NOW, THEREFORE, BE IT RESOLVED BY THE CITY COUNCIL OF THE
CITY OF VERNON AS FOLLOWS:
SECTION 1: The City Council of the City of Vernon hereby
finds and determines that the above recitals are true and correct.
SECTION 2: The City Council of the City of Vernon finds
that this action is exempt under the California Environmental Quality
Act (CEQA), in accordance with Section 15061 (b)(3), the general rule
that CEQA only applies to projects that may have an effect on the
environment.
SECTION 3: The City Council of the City of Vernon hereby
approves the First Amendment to the Amended and Restated Red Rock
Access Easement and License Agreement (the "First Amendment"), in
substantially the same form as the copy which is attached hereto as
Exhibit A, together with all other agreements and documents the City
Administrator, or his designee, may deem necessary or desirable to
effect and carry out the purposes and intent thereof.
SECTION 4: The City Council of the City of Vernon hereby
authorizes the Mayor or Mayor Pro-Tem to execute said First Amendment
for, and on behalf of, the City of Vernon and the City Clerk, or Deputy
City Clerk, is hereby authorized to attest thereto.
SECTION 5: The City Council of the City of Vernon hereby
instructs the City Administrator, or his designee, to take whatever
actions are deemed necessary or desirable for the purpose of
implementing and carrying out the purposes of this Resolution and the
- 2 - U62613800
transactions herein approved or authorized, including, but without
limitation, recording the First Amendment.

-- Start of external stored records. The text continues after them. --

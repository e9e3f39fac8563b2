//! Glob matching for `KEYS`.
//!
//! Supports `*`, `?`, `[abc]`, `[a-z]`, `[^a]` and backslash escapes.

/// Returns true if `text` matches the glob `pattern`.
pub fn glob_match(pattern: &[u8], text: &[u8]) -> bool {
    let (mut p, mut t) = (0, 0);
    // Pattern index just past the last `*`, and the text index it resumes from
    let mut backtrack: Option<(usize, usize)> = None;

    while t < text.len() {
        if p < pattern.len() {
            match pattern[p] {
                b'*' => {
                    backtrack = Some((p + 1, t));
                    p += 1;
                    continue;
                }
                b'?' => {
                    p += 1;
                    t += 1;
                    continue;
                }
                b'[' => {
                    let (matched, next) = match_class(pattern, p, text[t]);
                    if matched {
                        p = next;
                        t += 1;
                        continue;
                    }
                }
                b'\\' if p + 1 < pattern.len() => {
                    if pattern[p + 1] == text[t] {
                        p += 2;
                        t += 1;
                        continue;
                    }
                }
                literal => {
                    if literal == text[t] {
                        p += 1;
                        t += 1;
                        continue;
                    }
                }
            }
        }

        match backtrack {
            Some((resume_p, resume_t)) => {
                p = resume_p;
                t = resume_t + 1;
                backtrack = Some((resume_p, resume_t + 1));
            }
            None => return false,
        }
    }

    while p < pattern.len() && pattern[p] == b'*' {
        p += 1;
    }
    p == pattern.len()
}

/// Matches one byte against the class starting at `pattern[start] == b'['`.
///
/// Returns whether it matched and the pattern index after the class. An
/// unterminated class is treated as a literal `[`.
fn match_class(pattern: &[u8], start: usize, ch: u8) -> (bool, usize) {
    let mut i = start + 1;
    let negate = pattern.get(i) == Some(&b'^');
    if negate {
        i += 1;
    }

    let mut matched = false;
    while i < pattern.len() && pattern[i] != b']' {
        if pattern[i] == b'\\' && i + 1 < pattern.len() {
            matched |= pattern[i + 1] == ch;
            i += 2;
        } else if i + 2 < pattern.len() && pattern[i + 1] == b'-' && pattern[i + 2] != b']' {
            let (lo, hi) = if pattern[i] <= pattern[i + 2] {
                (pattern[i], pattern[i + 2])
            } else {
                (pattern[i + 2], pattern[i])
            };
            matched |= (lo..=hi).contains(&ch);
            i += 3;
        } else {
            matched |= pattern[i] == ch;
            i += 1;
        }
    }

    if i >= pattern.len() {
        return (ch == b'[', start + 1);
    }
    (matched != negate, i + 1)
}

#[cfg(test)]
mod tests {
    use super::*;

    #[test]
    fn test_literal_and_wildcards() {
        assert!(glob_match(b"name", b"name"));
        assert!(!glob_match(b"name", b"names"));
        assert!(glob_match(b"*", b"anything"));
        assert!(glob_match(b"*", b""));
        assert!(glob_match(b"zengate_*", b"zengate_user"));
        assert!(!glob_match(b"zengate_*", b"other_user"));
        assert!(glob_match(b"h?llo", b"hello"));
        assert!(!glob_match(b"h?llo", b"hllo"));
        assert!(glob_match(b"*_test_*", b"type_test_hash"));
    }

    #[test]
    fn test_classes() {
        assert!(glob_match(b"h[ae]llo", b"hallo"));
        assert!(!glob_match(b"h[ae]llo", b"hillo"));
        assert!(glob_match(b"h[^e]llo", b"hallo"));
        assert!(!glob_match(b"h[^e]llo", b"hello"));
        assert!(glob_match(b"h[a-b]llo", b"hbllo"));
        assert!(!glob_match(b"h[a-b]llo", b"hcllo"));
    }

    #[test]
    fn test_escapes() {
        assert!(glob_match(b"a\\*b", b"a*b"));
        assert!(!glob_match(b"a\\*b", b"axb"));
        assert!(glob_match(b"pre\\[x\\]_*", b"pre[x]_key"));
    }

    #[test]
    fn test_unterminated_class_is_literal() {
        assert!(glob_match(b"a[b", b"a[b"));
        assert!(!glob_match(b"a[b", b"ab"));
    }
}
//! Hash accessors

use serde::de::DeserializeOwned;

use super::Cacher;
use crate::codec::{decode_bool, decode_int, decode_string, ToStore};
use crate::error::Result;
use crate::executor::Command;

impl Cacher {
    /// Sets one field. Returns 1 if the field is new, 0 if it was
    /// overwritten.
    pub async fn hset<V: ToStore>(&self, key: &str, field: &str, value: V) -> Result<u64> {
        let command = Command::new("HSET")
            .arg(self.key(key))
            .arg(field)
            .arg(self.encode(value)?);
        self.dispatch(command).await?.into_count()
    }

    /// Sets several fields at once, then applies `ttl` seconds to the whole
    /// hash when it is non-zero.
    ///
    /// # Arguments
    /// * `key` - Logical key of the hash
    /// * `fields` - Field/value pairs, written in one command
    /// * `ttl` - Seconds until the hash expires, 0 to leave its TTL alone
    ///
    /// The fields and the TTL are two separate commands. If the second one
    /// fails the fields stay written without an expiration.
    pub async fn hmset<I, F, V>(&self, key: &str, fields: I, ttl: u64) -> Result<()>
    where
        I: IntoIterator<Item = (F, V)>,
        F: AsRef<str>,
        V: ToStore,
    {
        let mut command = Command::new("HSET").arg(self.key(key));
        let mut written = 0usize;
        for (field, value) in fields {
            command = command.arg(field.as_ref()).arg(self.encode(value)?);
            written += 1;
        }
        if written == 0 {
            return Ok(());
        }

        self.dispatch(command).await?;
        if ttl > 0 {
            self.expire(key, ttl).await?;
        }
        Ok(())
    }

    /// Reads the raw bytes of one field.
    pub async fn hget(&self, key: &str, field: &str) -> Result<Vec<u8>> {
        self.dispatch(Command::new("HGET").arg(self.key(key)).arg(field))
            .await?
            .into_bytes(&format!("{}.{}", key, field))
    }

    pub async fn hget_string(&self, key: &str, field: &str) -> Result<String> {
        decode_string(self.hget(key, field).await?)
    }

    pub async fn hget_int(&self, key: &str, field: &str) -> Result<i64> {
        decode_int(&self.hget(key, field).await?)
    }

    pub async fn hget_bool(&self, key: &str, field: &str) -> Result<bool> {
        decode_bool(&self.hget(key, field).await?)
    }

    pub async fn hget_object<T: DeserializeOwned>(&self, key: &str, field: &str) -> Result<T> {
        let bytes = self.hget(key, field).await?;
        self.codec().decode_object(&bytes)
    }

    /// All fields with their raw values, in insertion order. Empty when the
    /// hash does not exist.
    pub async fn hget_all(&self, key: &str) -> Result<Vec<(String, Vec<u8>)>> {
        self.dispatch(Command::new("HGETALL").arg(self.key(key)))
            .await?
            .into_pairs()
    }

    /// Field names, empty when the hash does not exist.
    pub async fn hkeys(&self, key: &str) -> Result<Vec<String>> {
        self.dispatch(Command::new("HKEYS").arg(self.key(key)))
            .await?
            .into_strings()
    }

    /// Removes fields and returns how many existed.
    pub async fn hdel<F: AsRef<str>>(&self, key: &str, fields: &[F]) -> Result<u64> {
        if fields.is_empty() {
            return Ok(0);
        }
        let command = Command::new("HDEL")
            .arg(self.key(key))
            .args(fields.iter().map(|f| f.as_ref()));
        self.dispatch(command).await?.into_count()
    }

    /// Adds `delta` to an integer field, creating it at 0 first if needed.
    pub async fn hincr_by(&self, key: &str, field: &str, delta: i64) -> Result<i64> {
        self.dispatch(
            Command::new("HINCRBY")
                .arg(self.key(key))
                .arg(field)
                .arg_int(delta),
        )
        .await?
        .into_int()
    }

    pub async fn hexists(&self, key: &str, field: &str) -> Result<bool> {
        self.dispatch(Command::new("HEXISTS").arg(self.key(key)).arg(field))
            .await?
            .into_bool()
    }

    pub async fn hlen(&self, key: &str) -> Result<u64> {
        self.dispatch(Command::new("HLEN").arg(self.key(key)))
            .await?
            .into_count()
    }
}
//! Cacher
//!
//! The typed accessor surface. Every call namespaces its key, encodes values
//! on the way in, issues one command and decodes the reply on the way out.

use std::fmt;
use std::sync::Arc;

use serde::de::DeserializeOwned;
use serde::Serialize;
use tracing::{debug, info};

use super::keys::{KeyType, Namespacer};
use crate::codec::{decode_bool, decode_float, decode_int, decode_string, Codec, Object, ToStore};
use crate::config::Options;
use crate::error::{CacheError, Result};
use crate::executor::{Command, Executor, MemoryExecutor, RedisExecutor, Reply};

// == Cacher ==
/// Typed caching client.
///
/// Holds only immutable configuration and a shared executor; clone it
/// freely and use it from any number of tasks.
#[derive(Clone)]
pub struct Cacher {
    namespacer: Namespacer,
    codec: Codec,
    executor: Arc<dyn Executor>,
}

impl fmt::Debug for Cacher {
    fn fmt(&self, f: &mut fmt::Formatter<'_>) -> fmt::Result {
        f.debug_struct("Cacher")
            .field("namespacer", &self.namespacer)
            .field("codec", &self.codec)
            .finish_non_exhaustive()
    }
}

impl Cacher {
    // == Constructors ==
    /// Connects to the store described by `options`.
    pub async fn connect(options: &Options) -> Result<Self> {
        let executor = RedisExecutor::connect(options).await?;
        Ok(Self::with_executor(options, Arc::new(executor)))
    }

    /// Creates a client over a fresh in-process keyspace.
    pub fn in_memory(options: &Options) -> Self {
        Self::with_executor(options, Arc::new(MemoryExecutor::new()))
    }

    /// Creates a client over any executor.
    pub fn with_executor(options: &Options, executor: Arc<dyn Executor>) -> Self {
        info!(
            "Cacher ready: prefix='{}', format={}",
            options.prefix, options.format
        );
        Self {
            namespacer: Namespacer::new(options.prefix.clone()),
            codec: Codec::new(options.format),
            executor,
        }
    }

    pub fn namespacer(&self) -> &Namespacer {
        &self.namespacer
    }

    pub fn codec(&self) -> &Codec {
        &self.codec
    }

    // == Plumbing ==
    pub(crate) fn key(&self, key: &str) -> String {
        self.namespacer.namespace(key)
    }

    pub(crate) fn encode<V: ToStore>(&self, value: V) -> Result<Vec<u8>> {
        value.to_store(&self.codec)
    }

    /// Sends one command and turns error replies into `CacheError`s.
    pub(crate) async fn dispatch(&self, command: Command) -> Result<Reply> {
        debug!(
            "Dispatching {} with {} args",
            command.name(),
            command.arguments().len()
        );
        let reply = self.executor.execute(command).await?;
        reply.into_result()
    }

    // == Scalars ==
    /// Stores a value, overwriting any previous one. `ttl` is in seconds,
    /// 0 means no expiration.
    pub async fn set<V: ToStore>(&self, key: &str, value: V, ttl: u64) -> Result<()> {
        let mut command = Command::new("SET")
            .arg(self.key(key))
            .arg(self.encode(value)?);
        if ttl > 0 {
            command = command.arg("EX").arg(ttl.to_string());
        }
        self.dispatch(command).await?;
        Ok(())
    }

    /// Stores a structured value.
    pub async fn set_object<T: Serialize + ?Sized>(
        &self,
        key: &str,
        value: &T,
        ttl: u64,
    ) -> Result<()> {
        self.set(key, Object(value), ttl).await
    }

    /// Reads the raw bytes stored at `key`.
    pub async fn get(&self, key: &str) -> Result<Vec<u8>> {
        self.dispatch(Command::new("GET").arg(self.key(key)))
            .await?
            .into_bytes(key)
    }

    pub async fn get_string(&self, key: &str) -> Result<String> {
        decode_string(self.get(key).await?)
    }

    pub async fn get_int(&self, key: &str) -> Result<i64> {
        decode_int(&self.get(key).await?)
    }

    pub async fn get_float(&self, key: &str) -> Result<f64> {
        decode_float(&self.get(key).await?)
    }

    pub async fn get_bool(&self, key: &str) -> Result<bool> {
        decode_bool(&self.get(key).await?)
    }

    /// Reads and deserializes a structured value.
    pub async fn get_object<T: DeserializeOwned>(&self, key: &str) -> Result<T> {
        let bytes = self.get(key).await?;
        self.codec.decode_object(&bytes)
    }

    /// Like [`get_object`](Self::get_object), but writes into `target`.
    /// `target` is left untouched on any error.
    pub async fn get_object_into<T: DeserializeOwned>(&self, key: &str, target: &mut T) -> Result<()> {
        *target = self.get_object(key).await?;
        Ok(())
    }

    pub async fn exists(&self, key: &str) -> Result<bool> {
        let found = self
            .dispatch(Command::new("EXISTS").arg(self.key(key)))
            .await?
            .into_count()?;
        Ok(found > 0)
    }

    // == Counters ==
    // One command each: the store applies the delta atomically.

    pub async fn incr(&self, key: &str) -> Result<i64> {
        self.dispatch(Command::new("INCR").arg(self.key(key)))
            .await?
            .into_int()
    }

    pub async fn decr(&self, key: &str) -> Result<i64> {
        self.dispatch(Command::new("DECR").arg(self.key(key)))
            .await?
            .into_int()
    }

    pub async fn incr_by(&self, key: &str, delta: i64) -> Result<i64> {
        self.dispatch(Command::new("INCRBY").arg(self.key(key)).arg_int(delta))
            .await?
            .into_int()
    }

    pub async fn decr_by(&self, key: &str, delta: i64) -> Result<i64> {
        self.dispatch(Command::new("DECRBY").arg(self.key(key)).arg_int(delta))
            .await?
            .into_int()
    }

    // == Key Lifecycle ==
    /// Deletes keys and returns how many existed. Absent keys are not an
    /// error.
    pub async fn del<K: AsRef<str>>(&self, keys: &[K]) -> Result<u64> {
        if keys.is_empty() {
            return Ok(0);
        }
        let command = Command::new("DEL").args(keys.iter().map(|k| self.key(k.as_ref())));
        self.dispatch(command).await?.into_count()
    }

    /// Sets or resets the TTL of an existing key. Returns false, not an
    /// error, when the key is absent.
    ///
    /// A `ttl` of 0 means no expiration, as in [`set`](Self::set): any TTL
    /// is removed and the key kept. The result is then that of
    /// [`persist`](Self::persist).
    pub async fn expire(&self, key: &str, ttl: u64) -> Result<bool> {
        if ttl == 0 {
            return self.persist(key).await;
        }
        self.dispatch(
            Command::new("EXPIRE")
                .arg(self.key(key))
                .arg(ttl.to_string()),
        )
        .await?
        .into_bool()
    }

    /// Remaining TTL in seconds, `None` for keys that never expire.
    pub async fn ttl(&self, key: &str) -> Result<Option<i64>> {
        let ttl = self
            .dispatch(Command::new("TTL").arg(self.key(key)))
            .await?
            .into_int()?;
        match ttl {
            -2 => Err(CacheError::KeyNotFound(key.to_string())),
            -1 => Ok(None),
            secs => Ok(Some(secs)),
        }
    }

    /// Removes the TTL. Returns true if one was removed.
    pub async fn persist(&self, key: &str) -> Result<bool> {
        self.dispatch(Command::new("PERSIST").arg(self.key(key)))
            .await?
            .into_bool()
    }

    /// Reports what kind of value `key` holds; absence is `KeyType::None`.
    pub async fn key_type(&self, key: &str) -> Result<KeyType> {
        self.dispatch(Command::new("TYPE").arg(self.key(key)))
            .await?
            .into_status()?
            .parse()
    }

    /// Logical keys matching a glob pattern within this client's namespace.
    pub async fn keys(&self, pattern: &str) -> Result<Vec<String>> {
        let wire_keys = self
            .dispatch(Command::new("KEYS").arg(self.namespacer.namespace_pattern(pattern)))
            .await?
            .into_strings()?;
        Ok(wire_keys
            .iter()
            .filter_map(|wire| self.namespacer.denamespace(wire))
            .map(str::to_string)
            .collect())
    }

    /// Round-trips a `PING`.
    pub async fn ping(&self) -> Result<()> {
        self.dispatch(Command::new("PING")).await?.into_status()?;
        Ok(())
    }
}
impl MemoryStore {
    // == Constructor ==
    /// Creates an empty store.
    pub fn new() -> Self {
        Self::default()
    }

    // == Lookup ==
    /// Returns the live entry for `key`, dropping it first if it has expired.
    fn lookup(&mut self, key: &[u8]) -> Option<&mut CacheEntry> {
        if self.entries.get(key).is_some_and(CacheEntry::is_expired) {
            self.entries.remove(key);
        }
        self.entries.get_mut(key)
    }

    /// Returns the live entry for `key`, creating it from `init` if absent.
    fn lookup_or_insert(&mut self, key: &[u8], init: fn() -> StoredValue) -> &mut CacheEntry {
        if self.entries.get(key).is_some_and(CacheEntry::is_expired) {
            self.entries.remove(key);
        }
        self.entries
            .entry(key.to_vec())
            .or_insert_with(|| CacheEntry::new(init(), None))
    }

    /// Collections never linger empty.
    fn drop_if_empty(&mut self, key: &[u8]) {
        if self
            .entries
            .get(key)
            .is_some_and(|entry| entry.value.is_empty_collection())
        {
            self.entries.remove(key);
        }
    }

    fn hash(&mut self, key: &[u8]) -> StoreResult<Option<&mut HashValue>> {
        match self.lookup(key) {
            None => Ok(None),
            Some(CacheEntry {
                value: StoredValue::Hash(hash),
                ..
            }) => Ok(Some(hash)),
            Some(_) => Err(StoreError::WrongType),
        }
    }

    fn hash_or_create(&mut self, key: &[u8]) -> StoreResult<&mut HashValue> {
        match self.lookup_or_insert(key, || StoredValue::Hash(Vec::new())) {
            CacheEntry {
                value: StoredValue::Hash(hash),
                ..
            } => Ok(hash),
            _ => Err(StoreError::WrongType),
        }
    }

    fn zset(&mut self, key: &[u8]) -> StoreResult<Option<&mut SortedSetValue>> {
        match self.lookup(key) {
            None => Ok(None),
            Some(CacheEntry {
                value: StoredValue::ZSet(zset),
                ..
            }) => Ok(Some(zset)),
            Some(_) => Err(StoreError::WrongType),
        }
    }

    fn zset_or_create(&mut self, key: &[u8]) -> StoreResult<&mut SortedSetValue> {
        match self.lookup_or_insert(key, || StoredValue::ZSet(Vec::new())) {
            CacheEntry {
                value: StoredValue::ZSet(zset),
                ..
            } => Ok(zset),
            _ => Err(StoreError::WrongType),
        }
    }

    fn list(&mut self, key: &[u8]) -> StoreResult<Option<&mut VecDeque<Vec<u8>>>> {
        match self.lookup(key) {
            None => Ok(None),
            Some(CacheEntry {
                value: StoredValue::List(list),
                ..
            }) => Ok(Some(list)),
            Some(_) => Err(StoreError::WrongType),
        }
    }

    fn list_or_create(&mut self, key: &[u8]) -> StoreResult<&mut VecDeque<Vec<u8>>> {
        match self.lookup_or_insert(key, || StoredValue::List(VecDeque::new())) {
            CacheEntry {
                value: StoredValue::List(list),
                ..
            } => Ok(list),
            _ => Err(StoreError::WrongType),
        }
    }

    // == Strings ==
    /// Stores a string, replacing any previous value and TTL.
    ///
    /// Fails with `InvalidExpire` when the TTL overflows the clock; the
    /// previous value is left untouched.
    pub fn set(&mut self, key: &[u8], value: Vec<u8>, ttl: Option<u64>) -> StoreResult<()> {
        let expires_at = match ttl {
            Some(seconds) => Some(checked_deadline(seconds, "set")?),
            None => None,
        };
        self.entries
            .insert(key.to_vec(), CacheEntry::new(StoredValue::Str(value), expires_at));
        Ok(())
    }

    /// Reads a string value.
    pub fn get(&mut self, key: &[u8]) -> StoreResult<Option<Vec<u8>>> {
        match self.lookup(key) {
            None => Ok(None),
            Some(CacheEntry {
                value: StoredValue::Str(bytes),
                ..
            }) => Ok(Some(bytes.clone())),
            Some(_) => Err(StoreError::WrongType),
        }
    }

    /// Adds `delta` to the integer at `key`, starting from 0. Keeps the TTL.
    pub fn incr_by(&mut self, key: &[u8], delta: i64) -> StoreResult<i64> {
        let entry = self.lookup_or_insert(key, || StoredValue::Str(b"0".to_vec()));
        let StoredValue::Str(bytes) = &mut entry.value else {
            return Err(StoreError::WrongType);
        };
        let current = parse_i64(bytes).ok_or(StoreError::NotInteger)?;
        let next = current.checked_add(delta).ok_or(StoreError::Overflow)?;
        *bytes = next.to_string().into_bytes();
        Ok(next)
    }

    // == Key Lifecycle ==
    /// Removes a key. Returns true if it existed.
    pub fn delete(&mut self, key: &[u8]) -> bool {
        if self.lookup(key).is_none() {
            return false;
        }
        self.entries.remove(key).is_some()
    }

    /// Checks whether a live key exists.
    pub fn exists(&mut self, key: &[u8]) -> bool {
        self.lookup(key).is_some()
    }

    /// Sets a TTL. A non-positive TTL deletes the key, as the store does.
    pub fn expire(&mut self, key: &[u8], seconds: i64) -> StoreResult<bool> {
        if seconds <= 0 {
            return Ok(self.delete(key));
        }
        let deadline = checked_deadline(seconds as u64, "expire")?;
        match self.lookup(key) {
            Some(entry) => {
                entry.expire_at(deadline);
                Ok(true)
            }
            None => Ok(false),
        }
    }

    /// Remaining TTL: -2 for absent keys, -1 for keys without expiry.
    pub fn ttl(&mut self, key: &[u8]) -> i64 {
        match self.lookup(key) {
            None => -2,
            Some(entry) => entry.ttl_remaining().map_or(-1, |secs| secs as i64),
        }
    }

    /// Removes the TTL. Returns true if one was removed.
    pub fn persist(&mut self, key: &[u8]) -> bool {
        self.lookup(key).is_some_and(CacheEntry::persist)
    }

    /// Type name of the value at `key`, or `none`.
    pub fn key_type(&mut self, key: &[u8]) -> &'static str {
        self.lookup(key)
            .map_or("none", |entry| entry.value.type_name())
    }

    /// Live keys matching a glob pattern, sorted.
    pub fn keys(&mut self, pattern: &[u8]) -> Vec<Vec<u8>> {
        self.cleanup_expired();
        let mut keys: Vec<Vec<u8>> = self
            .entries
            .keys()
            .filter(|key| glob_match(pattern, key))
            .cloned()
            .collect();
        keys.sort();
        keys
    }

    // == Hashes ==
    /// Writes fields. Returns how many fields were new.
    pub fn hset(&mut self, key: &[u8], pairs: Vec<(Vec<u8>, Vec<u8>)>) -> StoreResult<i64> {
        let hash = self.hash_or_create(key)?;
        let mut added = 0;
        for (field, value) in pairs {
            match hash.iter_mut().find(|(f, _)| *f == field) {
                Some((_, existing)) => *existing = value,
                None => {
                    hash.push((field, value));
                    added += 1;
                }
            }
        }
        Ok(added)
    }

    pub fn hget(&mut self, key: &[u8], field: &[u8]) -> StoreResult<Option<Vec<u8>>> {
        Ok(self.hash(key)?.and_then(|hash| {
            hash.iter()
                .find(|(f, _)| f.as_slice() == field)
                .map(|(_, v)| v.clone())
        }))
    }

    pub fn hget_all(&mut self, key: &[u8]) -> StoreResult<HashValue> {
        Ok(self.hash(key)?.map(|hash| hash.clone()).unwrap_or_default())
    }

    pub fn hkeys(&mut self, key: &[u8]) -> StoreResult<Vec<Vec<u8>>> {
        Ok(self
            .hash(key)?
            .map(|hash| hash.iter().map(|(f, _)| f.clone()).collect())
            .unwrap_or_default())
    }

    pub fn hdel(&mut self, key: &[u8], fields: &[Vec<u8>]) -> StoreResult<i64> {
        let Some(hash) = self.hash(key)? else {
            return Ok(0);
        };
        let before = hash.len();
        hash.retain(|(f, _)| !fields.contains(f));
        let removed = (before - hash.len()) as i64;
        self.drop_if_empty(key);
        Ok(removed)
    }

    /// Adds `delta` to an integer field, starting from 0.
    pub fn hincr_by(&mut self, key: &[u8], field: &[u8], delta: i64) -> StoreResult<i64> {
        let hash = self.hash_or_create(key)?;
        let index = match hash.iter().position(|(f, _)| f.as_slice() == field) {
            Some(index) => index,
            None => {
                hash.push((field.to_vec(), b"0".to_vec()));
                hash.len() - 1
            }
        };
        let slot = &mut hash[index].1;
        let current = parse_i64(slot).ok_or(StoreError::HashNotInteger)?;
        let next = current.checked_add(delta).ok_or(StoreError::Overflow)?;
        *slot = next.to_string().into_bytes();
        Ok(next)
    }

    pub fn hexists(&mut self, key: &[u8], field: &[u8]) -> StoreResult<bool> {
        Ok(self
            .hash(key)?
            .is_some_and(|hash| hash.iter().any(|(f, _)| f.as_slice() == field)))
    }

    pub fn hlen(&mut self, key: &[u8]) -> StoreResult<i64> {
        Ok(self.hash(key)?.map_or(0, |hash| hash.len() as i64))
    }

    // == Sorted Sets ==
    /// Adds or rescoring members. Returns how many members were new.
    pub fn zadd(&mut self, key: &[u8], pairs: Vec<(f64, Vec<u8>)>) -> StoreResult<i64> {
        let zset = self.zset_or_create(key)?;
        let mut added = 0;
        for (score, member) in pairs {
            match zset.iter_mut().find(|(m, _)| *m == member) {
                Some((_, existing)) => *existing = score,
                None => {
                    zset.push((member, score));
                    added += 1;
                }
            }
        }
        sort_zset(zset);
        Ok(added)
    }

    pub fn zscore(&mut self, key: &[u8], member: &[u8]) -> StoreResult<Option<f64>> {
        Ok(self.zset(key)?.and_then(|zset| {
            zset.iter()
                .find(|(m, _)| m.as_slice() == member)
                .map(|(_, score)| *score)
        }))
    }

    /// Adds `delta` to a member's score, starting from 0.
    pub fn zincr_by(&mut self, key: &[u8], member: &[u8], delta: f64) -> StoreResult<f64> {
        let zset = self.zset_or_create(key)?;
        let score = match zset.iter_mut().find(|(m, _)| m.as_slice() == member) {
            Some((_, score)) => {
                *score += delta;
                *score
            }
            None => {
                zset.push((member.to_vec(), delta));
                delta
            }
        };
        sort_zset(zset);
        Ok(score)
    }

    pub fn zcard(&mut self, key: &[u8]) -> StoreResult<i64> {
        Ok(self.zset(key)?.map_or(0, |zset| zset.len() as i64))
    }

    pub fn zrem(&mut self, key: &[u8], members: &[Vec<u8>]) -> StoreResult<i64> {
        let Some(zset) = self.zset(key)? else {
            return Ok(0);
        };
        let before = zset.len();
        zset.retain(|(m, _)| !members.contains(m));
        let removed = (before - zset.len()) as i64;
        self.drop_if_empty(key);
        Ok(removed)
    }

    /// Zero-based rank, ascending or descending by score.
    pub fn zrank(&mut self, key: &[u8], member: &[u8], reverse: bool) -> StoreResult<Option<usize>> {
        let Some(zset) = self.zset(key)? else {
            return Ok(None);
        };
        let len = zset.len();
        Ok(zset
            .iter()
            .position(|(m, _)| m.as_slice() == member)
            .map(|rank| if reverse { len - 1 - rank } else { rank }))
    }

    /// Members by rank with the store's negative-index semantics.
    pub fn zrange(
        &mut self,
        key: &[u8],
        start: i64,
        stop: i64,
        reverse: bool,
    ) -> StoreResult<SortedSetValue> {
        let Some(zset) = self.zset(key)? else {
            return Ok(Vec::new());
        };
        let mut members = zset.clone();
        if reverse {
            members.reverse();
        }
        Ok(match normalize_range(start, stop, members.len()) {
            Some((from, to)) => members.drain(from..=to).collect(),
            None => Vec::new(),
        })
    }

    /// Members whose score falls within `[min, max]`, ascending.
    pub fn zrange_by_score(
        &mut self,
        key: &[u8],
        min: ScoreBound,
        max: ScoreBound,
    ) -> StoreResult<SortedSetValue> {
        Ok(self
            .zset(key)?
            .map(|zset| {
                zset.iter()
                    .filter(|(_, score)| {
                        min.admits_from_below(*score) && max.admits_from_above(*score)
                    })
                    .cloned()
                    .collect()
            })
            .unwrap_or_default())
    }

    // == Lists ==
    /// Pushes values at the head or the tail. Returns the new length.
    pub fn push(&mut self, key: &[u8], values: Vec<Vec<u8>>, front: bool) -> StoreResult<i64> {
        let list = self.list_or_create(key)?;
        for value in values {
            if front {
                list.push_front(value);
            } else {
                list.push_back(value);
            }
        }
        Ok(list.len() as i64)
    }

    pub fn pop(&mut self, key: &[u8], front: bool) -> StoreResult<Option<Vec<u8>>> {
        let Some(list) = self.list(key)? else {
            return Ok(None);
        };
        let value = if front {
            list.pop_front()
        } else {
            list.pop_back()
        };
        self.drop_if_empty(key);
        Ok(value)
    }

    pub fn lrange(&mut self, key: &[u8], start: i64, stop: i64) -> StoreResult<Vec<Vec<u8>>> {
        let Some(list) = self.list(key)? else {
            return Ok(Vec::new());
        };
        Ok(match normalize_range(start, stop, list.len()) {
            Some((from, to)) => list.range(from..=to).cloned().collect(),
            None => Vec::new(),
        })
    }

    pub fn llen(&mut self, key: &[u8]) -> StoreResult<i64> {
        Ok(self.list(key)?.map_or(0, |list| list.len() as i64))
    }

    // == Cleanup Expired ==
    /// Removes all expired entries from the store.
    ///
    /// Returns the number of entries removed.
    pub fn cleanup_expired(&mut self) -> usize {
        let before = self.entries.len();
        self.entries.retain(|_, entry| !entry.is_expired());
        before - self.entries.len()
    }

    // == Length ==
    /// Returns the current number of entries, expired ones included until
    /// they are touched or swept.
    pub fn len(&self) -> usize {
        self.entries.len()
    }

    // == Is Empty ==
    pub fn is_empty(&self) -> bool {
        self.entries.is_empty()
    }
}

SECTION 6: The Interim City Clerk, or Deputy City Clerk, of
the City of Vernon shall certify to the passage, approval and adoption
of this resolution, and the Interim City Clerk, or Deputy City Clerk,
of the City of Vernon shall cause this resolu-ion and the Interim City
Clerk's, or the Deputy City Clerk's, certification to be entered in the
File of Resolutions of the Council of this City.
APPROVED AND ADOPTED this 2nd day of July, 2013.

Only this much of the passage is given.